TASK DETAILS -
The answer must be every line of the records below that contains the word "ExportError", copied out.
[[ EXTRACTED ENTRIES open ]]
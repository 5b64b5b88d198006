//! Error types for the tweetpdf library.
//!
//! Two distinct error types reflect two distinct failure modes:
//!
//! * [`ExportError`]: **Fatal**: the export cannot proceed at all (CSV not
//!   found, cache directory unwritable, allowlist malformed, renderer
//!   unavailable). Returned as `Err(ExportError)` from the top-level
//!   `export*` / `run` functions.
//!
//! * [`MediaError`]: **Non-fatal**: a single media URL was rejected by the
//!   host allowlist or could not be downloaded. Stored inside
//!   [`crate::output::FetchResult`] so the document still renders, with a
//!   "media unavailable" notice in place of that image.
//!
//! A cache file that exists but is empty is neither: it is logged and
//! treated as a cache miss, so the URL is simply downloaded again.

use std::path::PathBuf;
use thiserror::Error;

/// All fatal errors returned by the tweetpdf library.
///
/// Per-URL failures use [`MediaError`] and are stored in
/// [`crate::output::FetchOutcome`] rather than propagated here.
#[derive(Debug, Error)]
pub enum ExportError {
    // ── Input errors ──────────────────────────────────────────────────────
    /// Input CSV was not found at the given path.
    #[error("CSV file not found: '{path}'\nCheck the path exists and is readable.")]
    CsvNotFound { path: PathBuf },

    /// The CSV could not be read or is malformed.
    #[error("Failed to read CSV '{path}': {detail}")]
    CsvRead { path: PathBuf, detail: String },

    /// None of the candidate header names matched a required column.
    #[error(
        "Could not find required columns.\nHeader={header:?}\n\
Need one of: created_at/date/time, text/full_text, tweet_url/url."
    )]
    MissingColumns { header: Vec<String> },

    /// Date filter bounds are incomplete, malformed or inverted.
    #[error("Invalid date range: {0}")]
    InvalidDateRange(String),

    // ── Media policy / cache errors ───────────────────────────────────────
    /// An allowlist entry is not a bare hostname.
    #[error("Invalid allowlist entry '{entry}': {reason}")]
    InvalidAllowlist { entry: String, reason: String },

    /// The cache directory cannot be created or written; no media can be resolved.
    #[error("Cannot write media cache at '{path}': {source}\nCheck --download-dir is writable and the disk is not full.")]
    CacheWriteError {
        path: PathBuf,
        #[source]
        source: std::io::Error,
    },

    // ── Rendering errors ──────────────────────────────────────────────────
    /// A required font is missing and could not be downloaded.
    #[error("Failed to download font '{name}': {reason}\nRun `tweetpdf --init` with network access.")]
    FontUnavailable { name: String, reason: String },

    /// Could not bind to a pdfium library.
    #[error(
        "Failed to bind to pdfium library: {0}\n\n\
Install pdfium or set PDFIUM_LIB_PATH=/path/to/libpdfium (file or directory).\n"
    )]
    PdfiumBindingFailed(String),

    /// pdfium-render returned an error while building the document.
    #[error("PDF rendering failed: {0}")]
    RenderFailed(String),

    // ── I/O errors ────────────────────────────────────────────────────────
    /// Could not create or write the output PDF file.
    #[error("Failed to write output file '{path}': {source}")]
    OutputWriteFailed {
        path: PathBuf,
        #[source]
        source: std::io::Error,
    },

    // ── Config errors ─────────────────────────────────────────────────────
    /// Builder validation failed.
    #[error("Invalid configuration: {0}")]
    InvalidConfig(String),

    // ── Catch-all ─────────────────────────────────────────────────────────
    /// Unexpected internal error.
    #[error("Internal error: {0}")]
    Internal(String),
}

/// A non-fatal error for a single media URL.
///
/// The renderer shows a textual notice instead of the image and the run
/// continues.
#[derive(Debug, Clone, PartialEq, Eq, Error, serde::Serialize, serde::Deserialize)]
pub enum MediaError {
    /// Host is not in the configured allowlist.
    #[error("host not in allowlist: {host}")]
    RejectedByPolicy { url: String, host: String },

    /// URL could not be parsed or is not http/https.
    #[error("invalid media URL: {url}")]
    InvalidUrl { url: String },

    /// Network error, timeout or non-success status after all attempts.
    #[error("download failed after {attempts} attempt(s): {reason}")]
    DownloadFailed {
        url: String,
        attempts: u32,
        reason: String,
    },

    /// Response body exceeded the configured size cap.
    #[error("media too large: {bytes} bytes (limit {limit})")]
    TooLarge { url: String, bytes: u64, limit: u64 },
}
[[ EXTRACTED ENTRIES closed ]]
ANSWER TO THIS EXERCISE -
//! * [`ExportError`]: **Fatal**: the export cannot proceed at all (CSV not
//!   unavailable). Returned as `Err(ExportError)` from the top-level
pub enum ExportError {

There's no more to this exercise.